Roma - Che per lo sviluppo non ci siano soldi non è una novità. Una delusione cocente e inedita potrebbe però arrivare da una delle decisioni più popolari del pacchetto di provvedimenti approvato venerdì dal consiglio dei ministri, cioè il taglio dei dirigenti pubblici (meno 20%)e dei funzionari (meno 10%) a partire da Palazzo Chigi e dal ministero dell’Economia. A molti è sembrato il primo segnale in vista della spending review, ma il tutto rischia di finire nella classica ammuina. La conferma che i dipendenti di datori privati possono finire in mezzo a una strada, mentre i travet restano intoccabili. Il trucco è semplice: i tagli annunciati toccheranno le piante organiche, non il personale in servizio.
Nel caso del ministero dell’Economia, come ha ammesso lo stesso viceministro Vittorio Grilli, basterà non riassegnare le poltrone rimaste libere per il blocco del turn over. In sostanza si tagliano caselle vuote, con risparmi pari a zero. Il taglio degli organici è peraltro già previsto da leggi in vigore. È vero che Palazzo Chigi fino ad oggi non lo ha mai fatto, ma è altrettanto vero che i dirigenti in forza al vertice del governo sono in gran parte «comandati», cioè provenienti da altre amministrazioni. Quindi non in organico e intoccabili.
Ambienti sindacali e governativi spiegano però che il provvedimento passato insieme al decreto sviluppo è solo un assaggio, un segnale politico, in vista del piano annunciato sabato dal ministro della Pubblica amministrazione Filippo Patroni Griffi, che oggi sarà discusso dal dicastero della Pa e da quello dell’Economia.
Sul tavolo del ministro ci sono varie opzioni.
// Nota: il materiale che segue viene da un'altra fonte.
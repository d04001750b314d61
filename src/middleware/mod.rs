pub mod auth;

pub use auth::{AuthLayer, AuthenticatedUser};
//! The twelve fixed custom-field slots of an inventory and the values items store in them.

use std::collections::BTreeMap;

use serde::{Deserialize, Serialize};
use sqlx::FromRow;
use thiserror::Error;

use crate::proto::common as pb;

#[derive(Debug, Clone, Copy, PartialEq, Eq, PartialOrd, Ord, Hash, Serialize, Deserialize)]
#[serde(rename_all = "snake_case")]
pub enum CustomFieldSlot {
    SingleLine1,
    SingleLine2,
    SingleLine3,
    MultiLine1,
    MultiLine2,
    MultiLine3,
    NumericLine1,
    NumericLine2,
    NumericLine3,
    BoolLine1,
    BoolLine2,
    BoolLine3,
}

impl CustomFieldSlot {
    pub const ALL: [CustomFieldSlot; 12] = [
        CustomFieldSlot::SingleLine1,
        CustomFieldSlot::SingleLine2,
        CustomFieldSlot::SingleLine3,
        CustomFieldSlot::MultiLine1,
        CustomFieldSlot::MultiLine2,
        CustomFieldSlot::MultiLine3,
        CustomFieldSlot::NumericLine1,
        CustomFieldSlot::NumericLine2,
        CustomFieldSlot::NumericLine3,
        CustomFieldSlot::BoolLine1,
        CustomFieldSlot::BoolLine2,
        CustomFieldSlot::BoolLine3,
    ];

    /// Column and wire key of the slot.
    pub fn key(self) -> &'static str {
        use CustomFieldSlot::*;
        match self {
            SingleLine1 => "single_line1",
            SingleLine2 => "single_line2",
            SingleLine3 => "single_line3",
            MultiLine1 => "multi_line1",
            MultiLine2 => "multi_line2",
            MultiLine3 => "multi_line3",
            NumericLine1 => "numeric_line1",
            NumericLine2 => "numeric_line2",
            NumericLine3 => "numeric_line3",
            BoolLine1 => "bool_line1",
            BoolLine2 => "bool_line2",
            BoolLine3 => "bool_line3",
        }
    }
}

#[derive(Debug, Clone, Default, PartialEq, Eq, Serialize, Deserialize)]
pub struct CustomFieldDef {
    pub title: String,
    pub description: String,
    #[serde(default, skip_serializing_if = "Option::is_none")]
    pub position: Option<i32>,
    #[serde(default)]
    pub is_used: bool,
}

#[derive(Debug, Clone, PartialEq, Eq, Error)]
pub enum FieldError {
    #[error("{0}: title is required")]
    MissingTitle(&'static str),

    #[error("{0}: description is required")]
    MissingDescription(&'static str),

    #[error("Enable and fill at least one custom field.")]
    NoneEnabled,

    #[error("{0}: value is required")]
    MissingValue(&'static str),
}

/// Joins validation errors into one message for the caller.
pub fn describe(errors: &[FieldError]) -> String {
    errors
        .iter()
        .map(ToString::to_string)
        .collect::<Vec<_>>()
        .join("; ")
}

/// Field definitions of an inventory, keyed by slot. Stored as JSONB.
#[derive(Debug, Clone, Default, PartialEq, Eq, Serialize, Deserialize)]
#[serde(transparent)]
pub struct CustomFieldSet {
    pub defs: BTreeMap<CustomFieldSlot, CustomFieldDef>,
}

impl CustomFieldSet {
    pub fn get(&self, slot: CustomFieldSlot) -> Option<&CustomFieldDef> {
        self.defs.get(&slot)
    }

    pub fn is_used(&self, slot: CustomFieldSlot) -> bool {
        self.get(slot).map(|d| d.is_used).unwrap_or(false)
    }

    pub fn used_slots(&self) -> impl Iterator<Item = CustomFieldSlot> + '_ {
        CustomFieldSlot::ALL
            .into_iter()
            .filter(move |slot| self.is_used(*slot))
    }

    pub fn validate(&self) -> Result<(), Vec<FieldError>> {
        let mut errors = Vec::new();
        let mut complete = 0;

        for slot in self.used_slots() {
            let Some(def) = self.get(slot) else { continue };
            let mut ok = true;
            if def.title.trim().is_empty() {
                errors.push(FieldError::MissingTitle(slot.key()));
                ok = false;
            }
            if def.description.trim().is_empty() {
                errors.push(FieldError::MissingDescription(slot.key()));
                ok = false;
            }
            if ok {
                complete += 1;
            }
        }

        if complete == 0 {
            errors.push(FieldError::NoneEnabled);
        }

        if errors.is_empty() {
            Ok(())
        } else {
            Err(errors)
        }
    }

    /// Slots whose definitions differ between the two sets. A missing slot
    /// equals an unused blank definition.
    pub fn diff(&self, other: &CustomFieldSet) -> Vec<&'static str> {
        CustomFieldSlot::ALL
            .into_iter()
            .filter(|slot| {
                let ours = self.get(*slot).cloned().unwrap_or_default();
                let theirs = other.get(*slot).cloned().unwrap_or_default();
                ours != theirs
            })
            .map(CustomFieldSlot::key)
            .collect()
    }
}
use sqlx::PgPool;
use tonic::{Request, Response, Status};
use uuid::Uuid;

use crate::error::{parse_uuid, parse_uuids, AppError, AppResult};
use crate::middleware::AuthenticatedUser;
use crate::models::{InventorySummaryRow, ItemSummaryRow, UserModel};
use crate::proto::common::{Empty, UserSummary};
use crate::proto::users::user_service_server::UserService;
use crate::proto::users::{
    ChangePasswordRequest, InventoryIdsRequest, InventoryIdsResponse, ListUsersResponse,
    SetAdminRequest, UpdateProfileRequest, UserDetailsResponse, UserIdRequest, UserIdsRequest,
    UserIdsResponse, UserResponse,
};
use crate::services::auth_service::{hash_password, verify_password};

pub struct UserServiceImpl {
    pool: PgPool,
}

impl UserServiceImpl {
    pub fn new(pool: PgPool) -> Self {
        Self { pool }
    }

    fn get_authenticated_user<T>(request: &Request<T>) -> Result<AuthenticatedUser, Status> {
        request
            .extensions()
            .get::<AuthenticatedUser>()
            .cloned()
            .ok_or_else(|| Status::unauthenticated("Authentication required"))
    }

    fn require_admin(user: &AuthenticatedUser) -> AppResult<()> {
        if user.is_admin {
            Ok(())
        } else {
            Err(AppError::PermissionDenied("Administrator access required".to_string()))
        }
    }

    async fn find_user(&self, id: Uuid) -> AppResult<UserModel> {
        let sql = format!("SELECT {} FROM users WHERE id = $1", UserModel::COLUMNS);
        sqlx::query_as::<_, UserModel>(&sql)
            .bind(id)
            .fetch_optional(&self.pool)
            .await?
            .ok_or_else(|| AppError::NotFound(format!("User {} not found", id)))
    }

    async fn user_details(&self, caller: &AuthenticatedUser, id: Uuid) -> AppResult<UserDetailsResponse> {
        let user = self.find_user(id).await?;

        let created_sql = format!(
            "{} WHERE i.owner_id = $1 ORDER BY i.created_at DESC",
            InventorySummaryRow::SELECT
        );
        let created: Vec<InventorySummaryRow> = sqlx::query_as(&created_sql)
            .bind(id)
            .fetch_all(&self.pool)
            .await?;

        let allowed_sql = format!(
            "{} JOIN inventory_allowed_users a ON a.inventory_id = i.id
             WHERE a.user_id = $1 ORDER BY i.created_at DESC",
            InventorySummaryRow::SELECT
        );
        let allowed: Vec<InventorySummaryRow> = sqlx::query_as(&allowed_sql)
            .bind(id)
            .fetch_all(&self.pool)
            .await?;

        let liked_sql = format!(
            "{} JOIN item_likes mine ON mine.item_id = it.id
             WHERE mine.user_id = $1 ORDER BY mine.created_at DESC",
            ItemSummaryRow::SELECT
        );
        let liked: Vec<ItemSummaryRow> = sqlx::query_as(&liked_sql)
            .bind(id)
            .fetch_all(&self.pool)
            .await?;

        let is_self = caller.user_id == id;
        Ok(UserDetailsResponse {
            user: Some(user.into()),
            created_inventories: created.into_iter().map(Into::into).collect(),
            allowed_inventories: allowed.into_iter().map(Into::into).collect(),
            liked_items: liked.into_iter().map(Into::into).collect(),
            is_self,
            can_edit: is_self || caller.is_admin,
        })
    }

    async fn remove_users(&self, ids: &[Uuid]) -> AppResult<Vec<Uuid>> {
        let mut tx = self.pool.begin().await?;

        sqlx::query("UPDATE inventories SET owner_id = NULL, updated_at = NOW() WHERE owner_id = ANY($1)")
            .bind(ids)
            .execute(&mut *tx)
            .await?;

        let deleted: Vec<Uuid> = sqlx::query_scalar("DELETE FROM users WHERE id = ANY($1) RETURNING id")
            .bind(ids)
            .fetch_all(&mut *tx)
            .await?;

        tx.commit().await?;
        Ok(deleted)
    }
}

#[tonic::async_trait]
impl UserService for UserServiceImpl {
    async fn list_users(
        &self,
        request: Request<Empty>,
    ) -> Result<Response<ListUsersResponse>, Status> {
        let auth_user = Self::get_authenticated_user(&request)?;

        let sql = format!("SELECT {} FROM users ORDER BY sequential_id", UserModel::COLUMNS);
        let users: Vec<UserModel> = sqlx::query_as(&sql)
            .fetch_all(&self.pool)
            .await
            .map_err(AppError::from)?;

        Ok(Response::new(ListUsersResponse {
            users: users.into_iter().map(UserSummary::from).collect(),
            caller_is_admin: auth_user.is_admin,
        }))
    }

    async fn get_user(
        &self,
        request: Request<UserIdRequest>,
    ) -> Result<Response<UserDetailsResponse>, Status> {
        let auth_user = Self::get_authenticated_user(&request)?;
        let req = request.into_inner();

        let id = if req.user_id.trim().is_empty() {
            auth_user.user_id
        } else {
            parse_uuid(&req.user_id, "user id")?
        };

        Ok(Response::new(self.user_details(&auth_user, id).await?))
    }

    async fn update_profile(
        &self,
        request: Request<UpdateProfileRequest>,
    ) -> Result<Response<UserResponse>, Status> {
        let auth_user = Self::get_authenticated_user(&request)?;
        let req = request.into_inner();

        let first_name = req.first_name.trim();
        if first_name.is_empty() {
            return Err(Status::invalid_argument("First name is required"));
        }
        let last_name = Some(req.last_name.trim()).filter(|s| !s.is_empty());

        sqlx::query("UPDATE users SET first_name = $2, last_name = $3, updated_at = NOW() WHERE id = $1")
            .bind(auth_user.user_id)
            .bind(first_name)
            .bind(last_name)
            .execute(&self.pool)
            .await
            .map_err(AppError::from)?;

        let user = self.find_user(auth_user.user_id).await?;
        Ok(Response::new(UserResponse {
            user: Some(user.into()),
        }))
    }

    async fn change_password(
        &self,
        request: Request<ChangePasswordRequest>,
    ) -> Result<Response<Empty>, Status> {
        let auth_user = Self::get_authenticated_user(&request)?;
        let req = request.into_inner();

        if req.new_password.is_empty() {
            return Err(Status::invalid_argument("New password is required"));
        }
        if req.new_password != req.confirm_password {
            return Err(Status::invalid_argument("The new password and confirmation do not match"));
        }

        let current_hash: String = sqlx::query_scalar("SELECT password_hash FROM users WHERE id = $1")
            .bind(auth_user.user_id)
            .fetch_optional(&self.pool)
            .await
            .map_err(AppError::from)?
            .ok_or_else(|| Status::not_found("User not found"))?;

        if !verify_password(&req.current_password, &current_hash)? {
            return Err(Status::invalid_argument("Current password is incorrect"));
        }

        let new_hash = hash_password(&req.new_password)?;
        sqlx::query("UPDATE users SET password_hash = $2, updated_at = NOW() WHERE id = $1")
            .bind(auth_user.user_id)
            .bind(&new_hash)
            .execute(&self.pool)
            .await
            .map_err(AppError::from)?;

        tracing::info!("User {} changed password", auth_user.user_id);
        Ok(Response::new(Empty {}))
    }

    async fn delete_users(
        &self,
        request: Request<UserIdsRequest>,
    ) -> Result<Response<UserIdsResponse>, Status> {
        let auth_user = Self::get_authenticated_user(&request)?;
        Self::require_admin(&auth_user)?;
        let ids = parse_uuids(&request.into_inner().ids, "user id")?;
        if ids.is_empty() {
            return Ok(Response::new(UserIdsResponse { ids: vec![] }));
        }

        let deleted = self.remove_users(&ids).await?;
        tracing::info!("Admin {} deleted {} user(s)", auth_user.user_id, deleted.len());

        Ok(Response::new(UserIdsResponse {
            ids: deleted.iter().map(Uuid::to_string).collect(),
        }))
    }

    async fn set_admin(
        &self,
        request: Request<SetAdminRequest>,
    ) -> Result<Response<UserIdsResponse>, Status> {
        let auth_user = Self::get_authenticated_user(&request)?;
        Self::require_admin(&auth_user)?;
        let req = request.into_inner();
        let ids = parse_uuids(&req.ids, "user id")?;

        let updated: Vec<Uuid> = sqlx::query_scalar(
            "UPDATE users SET is_admin = $2, updated_at = NOW() WHERE id = ANY($1) RETURNING id",
        )
        .bind(&ids)
        .bind(req.is_admin)
        .fetch_all(&self.pool)
        .await
        .map_err(AppError::from)?;

        tracing::info!(
            "Admin {} set is_admin={} on {} user(s)",
            auth_user.user_id,
            req.is_admin,
            updated.len()
        );
        Ok(Response::new(UserIdsResponse {
            ids: updated.iter().map(Uuid::to_string).collect(),
        }))
    }

    async fn delete_own_inventories(
        &self,
        request: Request<InventoryIdsRequest>,
    ) -> Result<Response<InventoryIdsResponse>, Status> {
        let auth_user = Self::get_authenticated_user(&request)?;
        let ids = parse_uuids(&request.into_inner().ids, "inventory id")?;

        let deleted: Vec<Uuid> = sqlx::query_scalar(
            "DELETE FROM inventories WHERE id = ANY($1) AND owner_id = $2 RETURNING id",
        )
        .bind(&ids)
        .bind(auth_user.user_id)
        .fetch_all(&self.pool)
        .await
        .map_err(AppError::from)?;

        Ok(Response::new(InventoryIdsResponse {
            ids: deleted.iter().map(Uuid::to_string).collect(),
        }))
    }
}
Alcune riguardano appunto un taglio del 5%. Ancora una volta il riferimento sono gli organici, non il personale. Il rischio è che il tutto si risolva nella cancellazione sulla carta di quello che già non c’è più.
«Tagli organici lineari alle dotazioni organiche servono a poco e deprimono veramente i consumi», spiega Francesco Verbaro, docente della Scuola superiore della Pubblica amministrazione. «Serve una revisione degli enti partendo dalle funzioni e un aggiornamento dei profili» di chi lavora per la Pa. «Serve anche una normativa che favorisca gli esodi, ma questa non si concilia con la riforma delle pensioni. Se vogliamo fare una ristrutturazione seria, bisogna fare nello Stato quello che è accaduto nel credito e nelle Poste», con piani di esodo. «Gli esodati nella pubblica amministrazione non sono formalizzati, ma ci sono».
Tra le ipotesi c’è effettivamente anche quella di pensionare i dirigenti con 40 anni di contributi. Una sorta di prepensionamento con l’80% dello stipendio, che potrebbe essere esteso anche a funzionari e dipendenti. A parlarne è stato giorni fa il Sole24ore, ma il ministero di via Arenula frena. E allora si fanno strada altre ricette di cesello sui costi, ad esempio quelli dei buoni pasto che andrebbero uniformati in tutta l’ amministrazione.
Patroni Griffi ha spiegato che «occorre evitare duplicazioni» nella pubblica amministrazione. L’enunciazione di principio è importante e impegnativa.